MATERIAL SUPPLIED:

//! Material system

use crate::backend::factory::ShaderProgramFactory;
use crate::backend::{
    BackendError, BackendResult, MaterialUniform, RendererBackend, ShaderProgram, LIGHT_BLOCK,
    LIGHT_SLOT, MATERIAL_BLOCK, MATERIAL_SLOT,
};
use crate::resources::ShaderAsset;
use crate::scene::{Light, LightType};
use std::fmt;

/// Shading state for one mesh: a vertex/fragment pair, the program linking
/// them, and a base color.
pub struct Material {
    base_color: [f32; 4],
    vertex_shader: Option<ShaderAsset>,
    fragment_shader: Option<ShaderAsset>,
    program: Box<dyn ShaderProgram>,
    initialized: bool,
}

impl Material {
    /// Create a material whose program targets the backend's API and device
    pub fn new(backend: &dyn RendererBackend) -> BackendResult<Self> {
        let program =
            ShaderProgramFactory::create(backend.graphics_api(), &backend.device_context())?;
        Ok(Self::with_program(program))
    }

    pub fn with_program(program: Box<dyn ShaderProgram>) -> Self {
        Self {
            base_color: [1.0, 1.0, 1.0, 1.0],
            vertex_shader: None,
            fragment_shader: None,
            program,
            initialized: false,
        }
    }

    pub fn set_vertex_shader(&mut self, shader: ShaderAsset) {
        self.vertex_shader = Some(shader);
        self.initialized = false;
    }

    pub fn set_fragment_shader(&mut self, shader: ShaderAsset) {
        self.fragment_shader = Some(shader);
        self.initialized = false;
    }

    pub fn vertex_shader(&self) -> Option<&ShaderAsset> {
        self.vertex_shader.as_ref()
    }

    pub fn fragment_shader(&self) -> Option<&ShaderAsset> {
        self.fragment_shader.as_ref()
    }

    pub fn base_color(&self) -> [f32; 4] {
        self.base_color
    }

    /// Set the base color; uploaded to slot 1 immediately once initialized
    pub fn set_base_color(&mut self, color: [f32; 4]) -> BackendResult<()> {
        self.base_color = color;
        if self.initialized {
            self.upload_base_color()?;
        }
        Ok(())
    }

    /// Compile both shaders, attach and link them, then upload the base color.
    ///
    /// On error the material stays invalid and must not be drawn.
    pub fn init(&mut self) -> BackendResult<()> {
        self.initialized = false;

        let vertex = self
            .vertex_shader
            .as_mut()
            .ok_or_else(|| BackendError::ProgramLinkFailed("material has no vertex shader".into()))?;
        vertex.load()?;

        let fragment = self.fragment_shader.as_mut().ok_or_else(|| {
            BackendError::ProgramLinkFailed("material has no fragment shader".into())
        })?;
        fragment.load()?;

        self.program.detach_shaders();
        if let (Some(vertex), Some(fragment)) = (&self.vertex_shader, &self.fragment_shader) {
            self.program.attach_shader(vertex.compiled()?)?;
            self.program.attach_shader(fragment.compiled()?)?;
        }
        self.program.link()?;

        self.upload_base_color()?;
        self.initialized = true;
        Ok(())
    }

    /// True only after a successful `init` with a valid linked program
    pub fn is_valid(&self) -> bool {
        self.initialized && self.program.is_valid()
    }

    /// Make the program current and upload this material's base color.
    ///
    /// The color goes out on every use because slot 1 may be a buffer shared
    /// between programs (the Direct3D12 constant buffers).
    pub fn use_program(&mut self) -> BackendResult<()> {
        self.program.use_program();
        self.upload_base_color()
    }

    /// Upload a directional light to slot 2. Other light types are not shaded.
    pub fn apply_light(&mut self, light: &Light) -> BackendResult<()> {
        if light.light_type != LightType::Directional {
            log::debug!("Skipping {:?} light, only directional lights are shaded", light.light_type);
            return Ok(());
        }
        let uniform = light.to_uniform();
        self.program
            .set_uniform_buffer(LIGHT_BLOCK, LIGHT_SLOT, bytemuck::bytes_of(&uniform))
    }

    pub fn program(&self) -> &dyn ShaderProgram {
        self.program.as_ref()
    }

    pub fn program_mut(&mut self) -> &mut dyn ShaderProgram {
        self.program.as_mut()
    }

    fn upload_base_color(&mut self) -> BackendResult<()> {
        let uniform = MaterialUniform {
            color: self.base_color,
        };
        self.program
            .set_uniform_buffer(MATERIAL_BLOCK, MATERIAL_SLOT, bytemuck::bytes_of(&uniform))
    }
}

impl fmt::Debug for Material {
    fn fmt(&self, f: &mut fmt::Formatter<'_>) -> fmt::Result {
        f.debug_struct("Material")
            .field("base_color", &self.base_color)
            .field("vertex_shader", &self.vertex_shader)
            .field("fragment_shader", &self.fragment_shader)
            .field("valid", &self.is_valid())
            .finish()
    }
}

ABOUT THIS TASK:
Retype every entry above, word for word.

OUTPUT OF THE TASK:
//! Material system

use crate::backend::factory::ShaderProgramFactory;
use crate::backend::{
    BackendError, BackendResult, MaterialUniform, RendererBackend, ShaderProgram, LIGHT_BLOCK,
    LIGHT_SLOT, MATERIAL_BLOCK, MATERIAL_SLOT,
};
use crate::resources::ShaderAsset;
use crate::scene::{Light, LightType};
use std::fmt;

/// Shading state for one mesh: a vertex/fragment pair, the program linking
/// them, and a base color.
pub struct Material {
    base_color: [f32; 4],
    vertex_shader: Option<ShaderAsset>,
    fragment_shader: Option<ShaderAsset>,
    program: Box<dyn ShaderProgram>,
    initialized: bool,
}

impl Material {
    /// Create a material whose program targets the backend's API and device
    pub fn new(backend: &dyn RendererBackend) -> BackendResult<Self> {
        let program =
            ShaderProgramFactory::create(backend.graphics_api(), &backend.device_context())?;
        Ok(Self::with_program(program))
    }

    pub fn with_program(program: Box<dyn ShaderProgram>) -> Self {
        Self {
            base_color: [1.0, 1.0, 1.0, 1.0],
            vertex_shader: None,
            fragment_shader: None,
            program,
            initialized: false,
        }
    }

    pub fn set_vertex_shader(&mut self, shader: ShaderAsset) {
        self.vertex_shader = Some(shader);
        self.initialized = false;
    }

    pub fn set_fragment_shader(&mut self, shader: ShaderAsset) {
        self.fragment_shader = Some(shader);
        self.initialized = false;
    }

    pub fn vertex_shader(&self) -> Option<&ShaderAsset> {
        self.vertex_shader.as_ref()
    }

    pub fn fragment_shader(&self) -> Option<&ShaderAsset> {
        self.fragment_shader.as_ref()
    }

    pub fn base_color(&self) -> [f32; 4] {
        self.base_color
    }

    /// Set the base color; uploaded to slot 1 immediately once initialized
    pub fn set_base_color(&mut self, color: [f32; 4]) -> BackendResult<()> {
        self.base_color = color;
        if self.initialized {
            self.upload_base_color()?;
        }
        Ok(())
    }

    /// Compile both shaders, attach and link them, then upload the base color.
    ///
    /// On error the material stays invalid and must not be drawn.
    pub fn init(&mut self) -> BackendResult<()> {
        self.initialized = false;

        let vertex = self
            .vertex_shader
            .as_mut()
            .ok_or_else(|| BackendError::ProgramLinkFailed("material has no vertex shader".into()))?;
        vertex.load()?;

        let fragment = self.fragment_shader.as_mut().ok_or_else(|| {
            BackendError::ProgramLinkFailed("material has no fragment shader".into())
        })?;
        fragment.load()?;

        self.program.detach_shaders();
        if let (Some(vertex), Some(fragment)) = (&self.vertex_shader, &self.fragment_shader) {
            self.program.attach_shader(vertex.compiled()?)?;
            self.program.attach_shader(fragment.compiled()?)?;
        }
        self.program.link()?;

        self.upload_base_color()?;
        self.initialized = true;
        Ok(())
    }

    /// True only after a successful `init` with a valid linked program
    pub fn is_valid(&self) -> bool {
        self.initialized && self.program.is_valid()
    }

    /// Make the program current and upload this material's base color.
    ///
    /// The color goes out on every use because slot 1 may be a buffer shared
    /// between programs (the Direct3D12 constant buffers).
    pub fn use_program(&mut self) -> BackendResult<()> {
        self.program.use_program();
        self.upload_base_color()
    }

    /// Upload a directional light to slot 2. Other light types are not shaded.
    pub fn apply_light(&mut self, light: &Light) -> BackendResult<()> {
        if light.light_type != LightType::Directional {
            log::debug!("Skipping {:?} light, only directional lights are shaded", light.light_type);
            return Ok(());
        }
        let uniform = light.to_uniform();
        self.program
            .set_uniform_buffer(LIGHT_BLOCK, LIGHT_SLOT, bytemuck::bytes_of(&uniform))
    }

    pub fn program(&self) -> &dyn ShaderProgram {
        self.program.as_ref()
    }

    pub fn program_mut(&mut self) -> &mut dyn ShaderProgram {
        self.program.as_mut()
    }

    fn upload_base_color(&mut self) -> BackendResult<()> {
        let uniform = MaterialUniform {
            color: self.base_color,
        };
        self.program
            .set_uniform_buffer(MATERIAL_BLOCK, MATERIAL_SLOT, bytemuck::bytes_of(&uniform))
    }
}

impl fmt::Debug for Material {
    fn fmt(&self, f: &mut fmt::Formatter<'_>) -> fmt::Result {
        f.debug_struct("Material")
            .field("base_color", &self.base_color)
            .field("vertex_shader", &self.vertex_shader)
            .field("fragment_shader", &self.fragment_shader)
            .field("valid", &self.is_valid())
            .finish()
    }
}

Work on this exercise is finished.